Texan’s Fans are Living in an Epilogue to Inception

I assume many of you like me are targeted by your friends and family as a source of Texans information and have had long discussions with close friends and family about how the Texans can seemingly make every wrong decision over the last couple years, and the number of incidents has been accelerated in the past few months. Promoting Jack Easterby to GM, firing Amy Palic, ignoring the advice of the committee he paid for to hire Nick Caserio, angering Deshaun Watson to the point where he has openly requested a trade off the team, not interviewing a top candidate for the vacant HC position, only interviewing the other top candidate once over zoom that your angered QB requested you hire, hiring a candidate that no other team interviewed, parting ways with beloved staff that were with the team before Bill O’Brien, parting ways with the President of Texans who helped turned the youngest franchise in the NFL into one of the most valuable. It seems like an impossibly dumb series of actions that have no motivation behind them other than to destroy this franchise. With all of the uncertainty surrounding the Texans, but to me there is only one answer, Cal McNair has been incepted into destroying this team. I don’t know the reason but at this point in time it is the only logical answer.

Bear with me for a moment, if you have not seen or need a refresher on the movie Inception I will fill you in. But if you haven’t seen Inception at this point in time, pause reading this and go watch it…seriously… this will still be here in three hours. It is a really great movie.

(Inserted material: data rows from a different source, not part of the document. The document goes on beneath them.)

use thiserror::Error;

#[derive(Debug, Error)]
pub enum AppError {
    #[error("HTTP request error: {0}")]
    Http(#[from] reqwest::Error),

    #[error("JSON parse error: {0}")]
    Json(#[from] serde_json::Error),

    #[error("Database error: {0}")]
    Database(#[from] sqlx::Error),

    #[error("Database migration error: {0}")]
    Migration(#[from] sqlx::migrate::MigrateError),

    #[error("Stored value could not be decoded: {0}")]
    Decode(String),

    #[error("Invalid input: {0}")]
    InvalidInput(String),

    #[error("Configuration error: {0}")]
    Config(String),

    #[error("IO error: {0}")]
    Io(#[from] std::io::Error),
}

pub type Result<T> = std::result::Result<T, AppError>;
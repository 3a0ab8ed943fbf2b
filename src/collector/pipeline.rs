use std::sync::Arc;

use chrono::{DateTime, Utc};
use futures_util::{stream, StreamExt};
use rust_decimal::Decimal;
use tracing::{debug, info, warn};

use crate::collector::{CollectionError, CollectionReport, SkipReason, SkippedPair};
use crate::db::{PairRegistry, PremiumStore};
use crate::premium::checked_premium_rate;
use crate::quote::QuoteSource;
use crate::session::SessionEvaluator;
use crate::types::{CaptureTick, FxRateSample, FxSource, Market, PremiumSample, TradedPair};

/// Fetch → compute → persist for every tracked A/H pair.
pub struct CollectionPipeline {
    source: Arc<dyn QuoteSource>,
    store: Arc<dyn PremiumStore>,
    registry: Arc<dyn PairRegistry>,
    sessions: SessionEvaluator,
    fx_pair: String,
    concurrency: usize,
}

impl CollectionPipeline {
    pub fn new(
        source: Arc<dyn QuoteSource>,
        store: Arc<dyn PremiumStore>,
        registry: Arc<dyn PairRegistry>,
        sessions: SessionEvaluator,
        fx_pair: String,
        concurrency: usize,
    ) -> Self {
        Self {
            source,
            store,
            registry,
            sessions,
            fx_pair,
            concurrency: concurrency.max(1),
        }
    }

    /// Collect only while at least one leg's market is trading.
    pub async fn collect_if_trading_time(
        &self,
        now: DateTime<Utc>,
    ) -> Result<Option<CollectionReport>, CollectionError> {
        if !self.sessions.any_open_at(now) {
            debug!(local = %self.sessions.local(now), "markets closed, skipping collection");
            return Ok(None);
        }
        debug!(
            a_open = self.sessions.is_open_at(Market::A, now),
            h_open = self.sessions.is_open_at(Market::H, now),
            "session open, collecting"
        );
        self.run_collection(now, None).await.map(Some)
    }

    /// Collect every tracked pair, or just `stock` when given.
    pub async fn run_collection(
        &self,
        now: DateTime<Utc>,
        stock: Option<&str>,
    ) -> Result<CollectionReport, CollectionError> {
        let mut pairs = self.registry.list_tracked_pairs().await?;
        if let Some(code) = stock {
            pairs.retain(|p| p.a_code == code);
            if pairs.is_empty() {
                return Err(CollectionError::UnknownStock(code.to_string()));
            }
        }
        self.collect_all(&pairs, &self.fx_pair, now).await
    }

    pub async fn collect_all(
        &self,
        pairs: &[TradedPair],
        fx_pair: &str,
        now: DateTime<Utc>,
    ) -> Result<CollectionReport, CollectionError> {
        let tick = self.sessions.tick(now);
        let (fx_rate, fx_source) = self.resolve_fx_rate(fx_pair, &tick).await?;

        let outcomes: Vec<(String, Result<(), SkipReason>)> = stream::iter(pairs.to_vec())
            .map(|pair| async move {
                let outcome = self.collect_pair(&pair, fx_rate, &tick).await;
                (pair.a_code, outcome)
            })
            .buffer_unordered(self.concurrency)
            .collect()
            .await;

        let attempted = outcomes.len();
        let mut skipped: Vec<SkippedPair> = outcomes
            .into_iter()
            .filter_map(|(a_code, outcome)| outcome.err().map(|reason| SkippedPair { a_code, reason }))
            .collect();
        skipped.sort_by(|x, y| x.a_code.cmp(&y.a_code));

        for s in &skipped {
            warn!(stock = %s.a_code, reason = %s.reason, "pair skipped");
        }

        let report = CollectionReport {
            captured_at: tick.captured_at,
            trade_date: tick.trade_date,
            fx_rate,
            fx_source,
            attempted,
            succeeded: attempted - skipped.len(),
            skipped,
        };
        info!(
            succeeded = report.succeeded,
            attempted = report.attempted,
            fx_rate = %report.fx_rate,
            fx_source = %report.fx_source,
            "collection run finished"
        );
        Ok(report)
    }

    /// Fetched rate first (and recorded), else the latest stored sample.
    async fn resolve_fx_rate(
        &self,
        pair: &str,
        tick: &CaptureTick,
    ) -> Result<(Decimal, FxSource), CollectionError> {
        if let Some(rate) = self.source.fetch_fx_rate(pair).await {
            match FxRateSample::new(pair, rate, tick, FxSource::Fetched) {
                Ok(sample) => {
                    if let Err(e) = self.store.insert_fx_sample(&sample).await {
                        warn!(pair, "failed to record fetched FX rate: {e}");
                    }
                    return Ok((rate, FxSource::Fetched));
                }
                Err(e) => warn!(pair, "ignoring fetched FX rate: {e}"),
            }
        }

        match self.registry.latest_fx_rate(pair).await? {
            Some(stored) => {
                info!(
                    pair,
                    rate = %stored.rate,
                    source = %stored.source,
                    captured_at = %stored.captured_at,
                    "FX fetch failed, using latest stored rate"
                );
                Ok((stored.rate, stored.source))
            }
            None => Err(CollectionError::FxUnavailable { pair: pair.to_string() }),
        }
    }

    async fn collect_pair(
        &self,
        pair: &TradedPair,
        fx_rate: Decimal,
        tick: &CaptureTick,
    ) -> Result<(), SkipReason> {
        let no_data = |market: Market| SkipReason::NoData {
            market,
            symbol: match market {
                Market::A => pair.a_code.clone(),
                Market::H => pair.h_code.clone(),
            },
        };

        let a = self
            .source
            .fetch_price(&pair.a_code, Market::A, tick)
            .await
            .ok_or_else(|| no_data(Market::A))?;
        let h = self
            .source
            .fetch_price(&pair.h_code, Market::H, tick)
            .await
            .ok_or_else(|| no_data(Market::H))?;

        let premium_percent = checked_premium_rate(a.current, h.current, fx_rate)
            .map_err(|e| SkipReason::InvalidInput(e.to_string()))?;

        let sample = PremiumSample {
            a_code: pair.a_code.clone(),
            a_price: a.current,
            h_price: h.current,
            fx_rate,
            premium_percent,
            captured_at: tick.captured_at,
            trade_date: tick.trade_date,
        };
        self.store
            .record_collection(&a, &h, &sample)
            .await
            .map_err(|e| SkipReason::PersistenceFailure(e.to_string()))?;

        debug!(stock = %pair.a_code, premium = %premium_percent, "premium recorded");
        Ok(())
    }
}
pub mod daily_stats;

use std::sync::Arc;

use chrono::NaiveDate;
use thiserror::Error;
use tracing::{debug, error, info, warn};

use crate::db::{PairRegistry, PremiumStore};
use crate::error::AppError;
use crate::guard::InFlight;
use crate::types::DailyStat;

pub use daily_stats::compute_daily_stat;

#[derive(Debug, Error)]
pub enum AggregateError {
    #[error("aggregation for {stock} on {date} is already running")]
    AlreadyRunning { stock: String, date: NaiveDate },

    #[error(transparent)]
    Store(#[from] AppError),
}

/// Counts from one `aggregate_all` pass.
#[derive(Debug, Clone, Copy, Default, PartialEq, Eq)]
pub struct AggregateSummary {
    pub written: usize,
    pub empty: usize,
    pub failed: usize,
}

/// Turns a day's premium samples into one upserted `DailyStat` per stock.
#[derive(Clone)]
pub struct DailyAggregator {
    store: Arc<dyn PremiumStore>,
    registry: Arc<dyn PairRegistry>,
    inflight: InFlight<(String, NaiveDate)>,
}

impl DailyAggregator {
    pub fn new(store: Arc<dyn PremiumStore>, registry: Arc<dyn PairRegistry>) -> Self {
        Self {
            store,
            registry,
            inflight: InFlight::new(),
        }
    }

    /// Recompute and upsert the stat for one stock-day. Days without
    /// samples yield `Ok(None)` and write nothing.
    pub async fn aggregate(
        &self,
        stock_code: &str,
        date: NaiveDate,
    ) -> Result<Option<DailyStat>, AggregateError> {
        let Some(_permit) = self.inflight.try_enter((stock_code.to_string(), date)) else {
            return Err(AggregateError::AlreadyRunning {
                stock: stock_code.to_string(),
                date,
            });
        };

        let samples = self.store.query_premium_samples(stock_code, date).await?;
        let Some(stat) = compute_daily_stat(stock_code, date, &samples) else {
            debug!(stock = stock_code, %date, "no premium samples, nothing to aggregate");
            return Ok(None);
        };

        self.store.upsert_daily_stat(&stat).await?;
        debug!(
            stock = stock_code,
            %date,
            samples = stat.sample_count,
            avg = %stat.avg_premium,
            "daily stat written"
        );
        Ok(Some(stat))
    }

    /// Aggregate every tracked pair (or only `stock`) for `date`.
    /// One stock failing does not stop the rest.
    pub async fn aggregate_all(
        &self,
        date: NaiveDate,
        stock: Option<&str>,
    ) -> Result<AggregateSummary, AggregateError> {
        let pairs = self.registry.list_tracked_pairs().await?;
        let mut summary = AggregateSummary::default();

        for pair in pairs.iter().filter(|p| stock.map_or(true, |s| p.a_code == s)) {
            match self.aggregate(&pair.a_code, date).await {
                Ok(Some(_)) => summary.written += 1,
                Ok(None) => summary.empty += 1,
                Err(AggregateError::AlreadyRunning { .. }) => {
                    warn!(stock = %pair.a_code, %date, "aggregation already running, skipped");
                    summary.failed += 1;
                }
                Err(e) => {
                    error!(stock = %pair.a_code, %date, "aggregation failed: {e}");
                    summary.failed += 1;
                }
            }
        }

        info!(
            %date,
            written = summary.written,
            empty = summary.empty,
            failed = summary.failed,
            "daily aggregation finished"
        );
        Ok(summary)
    }
}
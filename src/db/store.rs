use async_trait::async_trait;
use chrono::{NaiveDate, Utc};
use sqlx::sqlite::{Sqlite, SqlitePool};
use tracing::info;

use crate::db::models::{DailyStatRow, FxRateRow, PremiumSampleRow, TradedPairRow};
use crate::db::{PairRegistry, PremiumStore};
use crate::error::Result;
use crate::types::{DailyStat, FxRateSample, PremiumSample, PriceSnapshot, TradedPair};

/// SQLite-backed implementation of both persistence traits.
#[derive(Clone)]
pub struct SqliteStore {
    pool: SqlitePool,
}

impl SqliteStore {
    pub fn new(pool: SqlitePool) -> Self {
        Self { pool }
    }

    /// Open (creating if needed) the database file and apply migrations.
    pub async fn open(db_path: &str) -> Result<Self> {
        let pool = SqlitePool::connect(&format!("sqlite:{db_path}?mode=rwc")).await?;
        sqlx::migrate!("./migrations").run(&pool).await?;
        info!("Database ready at {db_path}");
        Ok(Self::new(pool))
    }

    /// Single-connection in-memory database; every connection to `:memory:`
    /// would otherwise see its own empty schema.
    #[cfg(test)]
    pub async fn in_memory() -> Result<Self> {
        let pool = sqlx::sqlite::SqlitePoolOptions::new()
            .max_connections(1)
            .connect("sqlite::memory:")
            .await?;
        sqlx::migrate!("./migrations").run(&pool).await?;
        Ok(Self::new(pool))
    }

    #[cfg(test)]
    pub fn pool(&self) -> &SqlitePool {
        &self.pool
    }

    /// Insert pairs that are not registered yet. Returns how many were added.
    pub async fn seed_pairs(&self, pairs: &[TradedPair]) -> Result<u64> {
        let mut tx = self.pool.begin().await?;
        let mut added = 0;
        for p in pairs {
            let res = sqlx::query(
                r#"
                INSERT OR IGNORE INTO traded_pairs (a_code, h_code, name, enabled)
                VALUES (?, ?, ?, ?)
                "#,
            )
            .bind(&p.a_code)
            .bind(&p.h_code)
            .bind(&p.name)
            .bind(p.enabled)
            .execute(&mut *tx)
            .await?;
            added += res.rows_affected();
        }
        tx.commit().await?;
        Ok(added)
    }

    /// Daily stats of every stock with `from <= trade_date <= to`, ordered by
    /// date then stock.
    pub async fn daily_stats_between(&self, from: NaiveDate, to: NaiveDate) -> Result<Vec<DailyStat>> {
        let rows = sqlx::query_as::<_, DailyStatRow>(
            r#"
            SELECT stock_code, trade_date, open_premium, close_premium, max_premium,
                   min_premium, avg_premium, p95_premium, p5_premium, sample_count
            FROM daily_stats
            WHERE trade_date >= ? AND trade_date <= ?
            ORDER BY trade_date ASC, stock_code ASC
            "#,
        )
        .bind(from)
        .bind(to)
        .fetch_all(&self.pool)
        .await?;
        rows.into_iter().map(DailyStat::try_from).collect()
    }

    /// Most recent daily stats for one stock, newest first.
    pub async fn recent_daily_stats(&self, stock_code: &str, limit: u32) -> Result<Vec<DailyStat>> {
        let rows = sqlx::query_as::<_, DailyStatRow>(
            r#"
            SELECT stock_code, trade_date, open_premium, close_premium, max_premium,
                   min_premium, avg_premium, p95_premium, p5_premium, sample_count
            FROM daily_stats
            WHERE stock_code = ?
            ORDER BY trade_date DESC
            LIMIT ?
            "#,
        )
        .bind(stock_code)
        .bind(i64::from(limit))
        .fetch_all(&self.pool)
        .await?;
        rows.into_iter().map(DailyStat::try_from).collect()
    }

    #[cfg(test)]
    pub async fn daily_stat(&self, stock_code: &str, date: NaiveDate) -> Result<Option<DailyStat>> {
        let row = sqlx::query_as::<_, DailyStatRow>(
            r#"
            SELECT stock_code, trade_date, open_premium, close_premium, max_premium,
                   min_premium, avg_premium, p95_premium, p5_premium, sample_count
            FROM daily_stats
            WHERE stock_code = ? AND trade_date = ?
            "#,
        )
        .bind(stock_code)
        .bind(date)
        .fetch_optional(&self.pool)
        .await?;
        row.map(DailyStat::try_from).transpose()
    }
}
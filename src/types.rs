use chrono::{DateTime, NaiveDate, Utc};
use rust_decimal::Decimal;
use serde::{Deserialize, Serialize};

use crate::error::AppError;

// ---------------------------------------------------------------------------
// Market
// ---------------------------------------------------------------------------

#[derive(Debug, Clone, Copy, PartialEq, Eq, Hash, Serialize, Deserialize)]
pub enum Market {
    /// Mainland listing (Shanghai / Shenzhen).
    A,
    /// Hong Kong listing.
    H,
}

impl std::fmt::Display for Market {
    fn fmt(&self, f: &mut std::fmt::Formatter<'_>) -> std::fmt::Result {
        let s = match self {
            Market::A => "A",
            Market::H => "H",
        };
        write!(f, "{s}")
    }
}

// ---------------------------------------------------------------------------
// Reference data
// ---------------------------------------------------------------------------

/// One cross-listed company: its A-share code and the paired H-share code.
#[derive(Debug, Clone, PartialEq, Eq, Serialize, Deserialize)]
pub struct TradedPair {
    pub a_code: String,
    pub h_code: String,
    #[serde(default)]
    pub name: String,
    #[serde(default = "default_enabled")]
    pub enabled: bool,
}

fn default_enabled() -> bool {
    true
}

// ---------------------------------------------------------------------------
// Time series rows
// ---------------------------------------------------------------------------

/// The logical collection instant shared by every record written in one run.
#[derive(Debug, Clone, Copy, PartialEq, Eq)]
pub struct CaptureTick {
    pub captured_at: DateTime<Utc>,
    /// Exchange-local calendar date of `captured_at`.
    pub trade_date: NaiveDate,
}

#[derive(Debug, Clone, PartialEq, Eq)]
pub struct PriceSnapshot {
    pub symbol: String,
    pub market: Market,
    pub current: Decimal,
    pub open: Decimal,
    pub high: Decimal,
    pub low: Decimal,
    pub prev_close: Decimal,
    /// Unset when the previous close is zero.
    pub change_percent: Option<Decimal>,
    pub captured_at: DateTime<Utc>,
    pub trade_date: NaiveDate,
    pub source: String,
}

#[derive(Debug, Clone, Copy, PartialEq, Eq, Serialize, Deserialize)]
#[serde(rename_all = "lowercase")]
pub enum FxSource {
    Manual,
    Fetched,
}

impl std::fmt::Display for FxSource {
    fn fmt(&self, f: &mut std::fmt::Formatter<'_>) -> std::fmt::Result {
        match self {
            FxSource::Manual => write!(f, "manual"),
            FxSource::Fetched => write!(f, "fetched"),
        }
    }
}

impl std::str::FromStr for FxSource {
    type Err = AppError;

    fn from_str(s: &str) -> Result<Self, Self::Err> {
        match s {
            "manual" => Ok(FxSource::Manual),
            "fetched" => Ok(FxSource::Fetched),
            other => Err(AppError::Decode(format!("unknown fx source '{other}'"))),
        }
    }
}

#[derive(Debug, Clone, PartialEq, Eq)]
pub struct FxRateSample {
    pub currency_pair: String,
    /// Always > 0; see [`FxRateSample::new`].
    pub rate: Decimal,
    pub captured_at: DateTime<Utc>,
    pub trade_date: NaiveDate,
    pub source: FxSource,
}

impl FxRateSample {
    pub fn new(
        currency_pair: &str,
        rate: Decimal,
        tick: &CaptureTick,
        source: FxSource,
    ) -> Result<Self, AppError> {
        if rate <= Decimal::ZERO {
            return Err(AppError::InvalidInput(format!(
                "fx rate for {currency_pair} must be positive, got {rate}"
            )));
        }
        Ok(Self {
            currency_pair: currency_pair.to_string(),
            rate,
            captured_at: tick.captured_at,
            trade_date: tick.trade_date,
            source,
        })
    }
}

/// Derived from one A snapshot, one H snapshot and one FX rate of the same tick.
#[derive(Debug, Clone, PartialEq, Eq)]
pub struct PremiumSample {
    pub a_code: String,
    pub a_price: Decimal,
    pub h_price: Decimal,
    pub fx_rate: Decimal,
    pub premium_percent: Decimal,
    pub captured_at: DateTime<Utc>,
    pub trade_date: NaiveDate,
}

#[derive(Debug, Clone, PartialEq, Eq, Serialize)]
pub struct DailyStat {
    pub stock_code: String,
    pub trade_date: NaiveDate,
    pub open_premium: Decimal,
    pub close_premium: Decimal,
    pub max_premium: Decimal,
    pub min_premium: Decimal,
    pub avg_premium: Decimal,
    pub p95_premium: Decimal,
    pub p5_premium: Decimal,
    pub sample_count: u32,
}
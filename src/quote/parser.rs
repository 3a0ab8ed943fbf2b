//! Decoder for the vendor's positional quote text.
//!
//! A response is one or more lines shaped like
//! `v_sh601318="1~Ping An~601318~45.67~45.20~45.30~...";`. Fields are `~`
//! separated and addressed by fixed 0-based position. Every index the
//! decoder depends on lives in [`field`]; a vendor layout change means
//! editing those constants and bumping [`QUOTE_SCHEMA_VERSION`].

use std::str::FromStr;

use rust_decimal::Decimal;
use rust_decimal_macros::dec;
use thiserror::Error;

use crate::config::PERCENT_SCALE;
use crate::premium::round_half_up;
use crate::types::{CaptureTick, Market, PriceSnapshot};

pub const QUOTE_SCHEMA_VERSION: u32 = 1;

/// Source tag stamped on every snapshot decoded by this module.
pub const QUOTE_SOURCE: &str = "tencent";

/// Records with fewer fields than this are never quotes.
pub const MIN_FIELDS: usize = 10;

pub mod field {
    pub const CURRENT: usize = 3;
    pub const PREV_CLOSE: usize = 4;
    pub const OPEN: usize = 5;
    pub const HIGH: usize = 33;
    pub const LOW: usize = 34;
}

#[derive(Debug, Clone, PartialEq, Eq, Error)]
pub enum QuoteError {
    #[error("malformed quote: {0}")]
    MalformedQuote(String),
}

fn malformed(msg: impl Into<String>) -> QuoteError {
    QuoteError::MalformedQuote(msg.into())
}

/// Returns the text between the first and last double quote of the first
/// assignment line.
fn quoted_payload(raw: &str) -> Result<&str, QuoteError> {
    let line = raw
        .lines()
        .map(str::trim)
        .find(|l| l.contains('='))
        .ok_or_else(|| malformed("no '=' assignment in response"))?;

    let (_, rhs) = line.split_once('=').unwrap_or((line, ""));
    let start = rhs.find('"');
    let end = rhs.rfind('"');
    match (start, end) {
        (Some(s), Some(e)) if s < e => Ok(&rhs[s + 1..e]),
        _ => Err(malformed("assignment has no quoted payload")),
    }
}

fn decimal_at(fields: &[&str], idx: usize, name: &str) -> Result<Decimal, QuoteError> {
    let raw = fields
        .get(idx)
        .ok_or_else(|| malformed(format!("missing {name} at field {idx} ({} fields)", fields.len())))?;
    Decimal::from_str(raw.trim())
        .map_err(|_| malformed(format!("{name} at field {idx} is not a decimal: '{raw}'")))
}

/// Day change in percent. Unset when there is no positive previous close or
/// the arithmetic leaves the representable range.
fn change_percent(current: Decimal, prev_close: Decimal) -> Option<Decimal> {
    if prev_close <= Decimal::ZERO {
        return None;
    }
    let pct = current
        .checked_sub(prev_close)?
        .checked_div(prev_close)?
        .checked_mul(dec!(100))?;
    Some(round_half_up(pct, PERCENT_SCALE))
}

/// Decode a single-symbol quote response into a snapshot stamped with `tick`.
pub fn parse_quote(
    raw: &str,
    symbol: &str,
    market: Market,
    tick: &CaptureTick,
) -> Result<PriceSnapshot, QuoteError> {
    let payload = quoted_payload(raw)?;
    let fields: Vec<&str> = payload.split('~').collect();
    if fields.len() < MIN_FIELDS {
        return Err(malformed(format!(
            "expected at least {MIN_FIELDS} fields, got {}",
            fields.len()
        )));
    }

    let current = decimal_at(&fields, field::CURRENT, "current")?;
    let prev_close = decimal_at(&fields, field::PREV_CLOSE, "prev_close")?;
    let open = decimal_at(&fields, field::OPEN, "open")?;
    let high = decimal_at(&fields, field::HIGH, "high")?;
    let low = decimal_at(&fields, field::LOW, "low")?;

    let change_percent = change_percent(current, prev_close);

    Ok(PriceSnapshot {
        symbol: symbol.to_string(),
        market,
        current,
        open,
        high,
        low,
        prev_close,
        change_percent,
        captured_at: tick.captured_at,
        trade_date: tick.trade_date,
        source: QUOTE_SOURCE.to_string(),
    })
}

/// Decode `KEY="<decimal>";`. The rate must be strictly positive.
pub fn parse_fx_rate(raw: &str) -> Result<Decimal, QuoteError> {
    let payload = quoted_payload(raw)?;
    // Some responses carry trailing `~`-separated metadata after the rate.
    let first = payload.split('~').next().unwrap_or("").trim();
    let rate = Decimal::from_str(first)
        .map_err(|_| malformed(format!("fx rate is not a decimal: '{first}'")))?;
    if rate <= Decimal::ZERO {
        return Err(malformed(format!("fx rate must be positive, got {rate}")));
    }
    Ok(rate)
}

#[cfg(test)]
mod tests {
    use super::*;
    use chrono::{NaiveDate, TimeZone, Utc};

    fn tick() -> CaptureTick {
        CaptureTick {
            captured_at: Utc.with_ymd_and_hms(2024, 3, 5, 2, 0, 0).unwrap(),
            trade_date: NaiveDate::from_ymd_opt(2024, 3, 5).unwrap(),
        }
    }

    /// Builds a vendor line with `n` fields; price positions filled in when present.
    fn quote_line(key: &str, n: usize, current: &str, prev: &str) -> String {
        let mut fields: Vec<String> = (0..n).map(|i| format!("x{i}")).collect();
        let mut set = |idx: usize, v: &str| {
            if idx < n {
                fields[idx] = v.to_string();
            }
        };
        set(0, "1");
        set(1, "PING AN");
        set(2, "601318");
        set(field::CURRENT, current);
        set(field::PREV_CLOSE, prev);
        set(field::OPEN, "45.3000");
        set(field::HIGH, "46.1000");
        set(field::LOW, "45.0100");
        format!("{key}=\"{}\";\n", fields.join("~"))
    }

    #[test]
    fn parses_full_record() {
        let raw = quote_line("v_sh601318", 88, "45.6700", "45.2000");
        let snap = parse_quote(&raw, "601318", Market::A, &tick()).unwrap();
        assert_eq!(snap.current, dec!(45.67));
        assert_eq!(snap.prev_close, dec!(45.20));
        assert_eq!(snap.open, dec!(45.30));
        assert_eq!(snap.high, dec!(46.10));
        assert_eq!(snap.low, dec!(45.01));
        assert_eq!(snap.market, Market::A);
        assert_eq!(snap.symbol, "601318");
        assert_eq!(snap.source, QUOTE_SOURCE);
        assert_eq!(snap.trade_date, tick().trade_date);
        // (45.67 - 45.20) / 45.20 * 100 = 1.03982.. -> 1.0398
        assert_eq!(snap.change_percent, Some(dec!(1.0398)));
    }

    #[test]
    fn keeps_four_fractional_digits() {
        let raw = quote_line("v_hk02318", 40, "38.1235", "38.0000");
        let snap = parse_quote(&raw, "02318", Market::H, &tick()).unwrap();
        assert_eq!(snap.current.to_string(), "38.1235");
    }

    #[test]
    fn zero_prev_close_leaves_change_unset() {
        let raw = quote_line("v_sz000001", 40, "12.3400", "0.00");
        let snap = parse_quote(&raw, "000001", Market::A, &tick()).unwrap();
        assert_eq!(snap.change_percent, None);
    }

    #[test]
    fn oversized_price_leaves_change_unset() {
        let raw = quote_line("v_hk02318", 40, "79228162514264337593543950", "0.001");
        let snap = parse_quote(&raw, "02318", Market::H, &tick()).unwrap();
        assert_eq!(snap.current, dec!(79228162514264337593543950));
        assert_eq!(snap.change_percent, None);
    }

    #[test]
    fn fewer_than_ten_fields_is_malformed() {
        let raw = "v_sh601318=\"1~PING AN~601318~45.67~45.20~45.30~0~0~0\";";
        let err = parse_quote(raw, "601318", Market::A, &tick()).unwrap_err();
        assert!(matches!(err, QuoteError::MalformedQuote(ref m) if m.contains("at least 10")));
    }

    #[test]
    fn record_without_high_low_is_rejected_not_truncated() {
        // 34 fields: index 33 present, index 34 missing.
        let raw = quote_line("v_sh601318", 34, "45.67", "45.20");
        let err = parse_quote(&raw, "601318", Market::A, &tick()).unwrap_err();
        assert!(matches!(err, QuoteError::MalformedQuote(ref m) if m.contains("low")));
    }

    #[test]
    fn exactly_thirty_five_fields_is_enough() {
        let raw = quote_line("v_sh601318", 35, "45.67", "45.20");
        assert!(parse_quote(&raw, "601318", Market::A, &tick()).is_ok());
    }

    #[test]
    fn missing_assignment_or_quotes_is_malformed() {
        for raw in ["", "pv_none_match", "v_sh601318=1~2~3;", "v_sh601318=\";"] {
            assert!(
                matches!(parse_quote(raw, "601318", Market::A, &tick()), Err(QuoteError::MalformedQuote(_))),
                "input {raw:?} should be rejected"
            );
        }
    }

    #[test]
    fn non_numeric_price_is_malformed() {
        let raw = quote_line("v_sh601318", 40, "-", "45.20");
        let err = parse_quote(&raw, "601318", Market::A, &tick()).unwrap_err();
        assert!(matches!(err, QuoteError::MalformedQuote(ref m) if m.contains("current")));
    }

    #[test]
    fn uses_first_assignment_line() {
        let raw = format!(
            "{}{}",
            quote_line("v_sh601318", 40, "45.67", "45.20"),
            quote_line("v_sh601939", 40, "7.01", "7.00")
        );
        let snap = parse_quote(&raw, "601318", Market::A, &tick()).unwrap();
        assert_eq!(snap.current, dec!(45.67));
    }

    #[test]
    fn parses_fx_rate() {
        assert_eq!(parse_fx_rate("v_r_hkdcny=\"0.9123\";").unwrap(), dec!(0.9123));
        assert_eq!(parse_fx_rate("r_hkdcny=\"0.91235~2024-03-05\";\n").unwrap(), dec!(0.91235));
    }

    #[test]
    fn rejects_bad_fx_rate() {
        assert!(parse_fx_rate("v_r_hkdcny=\"\";").is_err());
        assert!(parse_fx_rate("v_r_hkdcny=\"0\";").is_err());
        assert!(parse_fx_rate("v_r_hkdcny=\"-0.9\";").is_err());
        assert!(parse_fx_rate("pv_none_match=1;").is_err());
    }
}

The movie revolves around Cobb and his team who are “Extractors” who make a living stealing secrets from a person's subconscious through the use of experimental military technology. Cobb is contracted by Saito to do what seems to be an impossible task, rather than steal from a person he seems to implant an idea into a person’s subconscious, aka “Inception”. Saito is the billionaire head of a large company, and his main competitor is owned by Maurice Fischer, who is in poor health, and his son, Robert Fischer, stands to inherit his empire. Saito wants to contract Cobb to implant the idea that he wants to dissolve his father’s empire.

Cobb accepts the seemingly impossible contract assuring his partner that the task is possible and assembles his team. The team assembles a structure to attempt to implant the idea into him. Cobb and his team believe their best way of doing this is to press onto him that his father was disappointed in him and wished that Robert would be his own man. At the end of the movie, the inception appears to be successful, Robert seems convinced to follow through with this idea that he should tear down his father’s empire to build something himself.

At this point in time, Cal McNair, like Robert, seems hell bent on destroying everything his father has built just to make it his own. Cal too has been gifted a golden goose. Despite being the youngest franchise in the NFL, the Texans are top 10 in net worth. Jamey Rootes was pivotal in making this franchise as valuable as it is. It may seem like common sense, but things like the Texans tailgates do not exist for many other teams. I personally have attended games in Denver and Dallas, neither of which come close to what happens every home game on Kirby. It would be foolish to part ways with a man that has made you more rich than many of us could imagine.

The relationship between Rootes and the McNair family is well documented. Jamey even went so far as to consider Bob McNair a second father to him and considered Cal to be like his own brother. Jamey was fiercely loyal to the McNair family and sat on the panel to help choose the next General Manager of the Texans. The panel recommended Omar Khan for the job, he has been instrumental in retaining assets, acquiring free agents, keeping the salary cap in a good situation, all while maintaining a competitive roster. Cal chose to ignore the advice of not just his panel but the advice of one of the people that his father entrusted with making this franchise successful. Is it possible that Cal could be jealous of a man that was more successful than him?

As we all know Cal McNair has chosen Nick Caserio to be the General Manager of the organization. Nick is very well qualified for the position except for one glaring issue, his relationship with Jack Easterby. Easterby, despite having almost no qualifications, is the VP of Football operations. There have been two excellent articles by sports illustrated summing up the terrible atmosphere and even worse decisions that have let the Texans down a path of self destruction only possibly compared to the Jed York mishandling of John Harbaugh’s tenure. Neither Cal McNair or Nick Caserio can even tell you what value he offers this team. With intense media and fan scrutiny, Jack Easterby's termination should be the easiest decision that an NFL owner has ever had to make.

Many have attributed all of these poor decisions to Jack Easterby, and rightfully so, but his continued employment with the franchise is still impossible to fathom. As Sir Arthur Conan Doyle's famous character Sherlock Holmes said, “When you have excluded the impossible, whatever remains, however improbable, must be the truth.” What remains is the fact that Cal, despite being gifted a franchise that would earn a ludicrous amount of money and a reasonable amount of success considering Watson's level of talent if only he made even the most modest of good decisions has done the opposite. These actions, even considering Easterby's involvement are impossibly dumb. What remains is that Cal McNair has a deeply rooted idea that has led him to continually making the worst possible decisions for his franchise simply to make it his own.

It is almost like this idea must have come from someone else.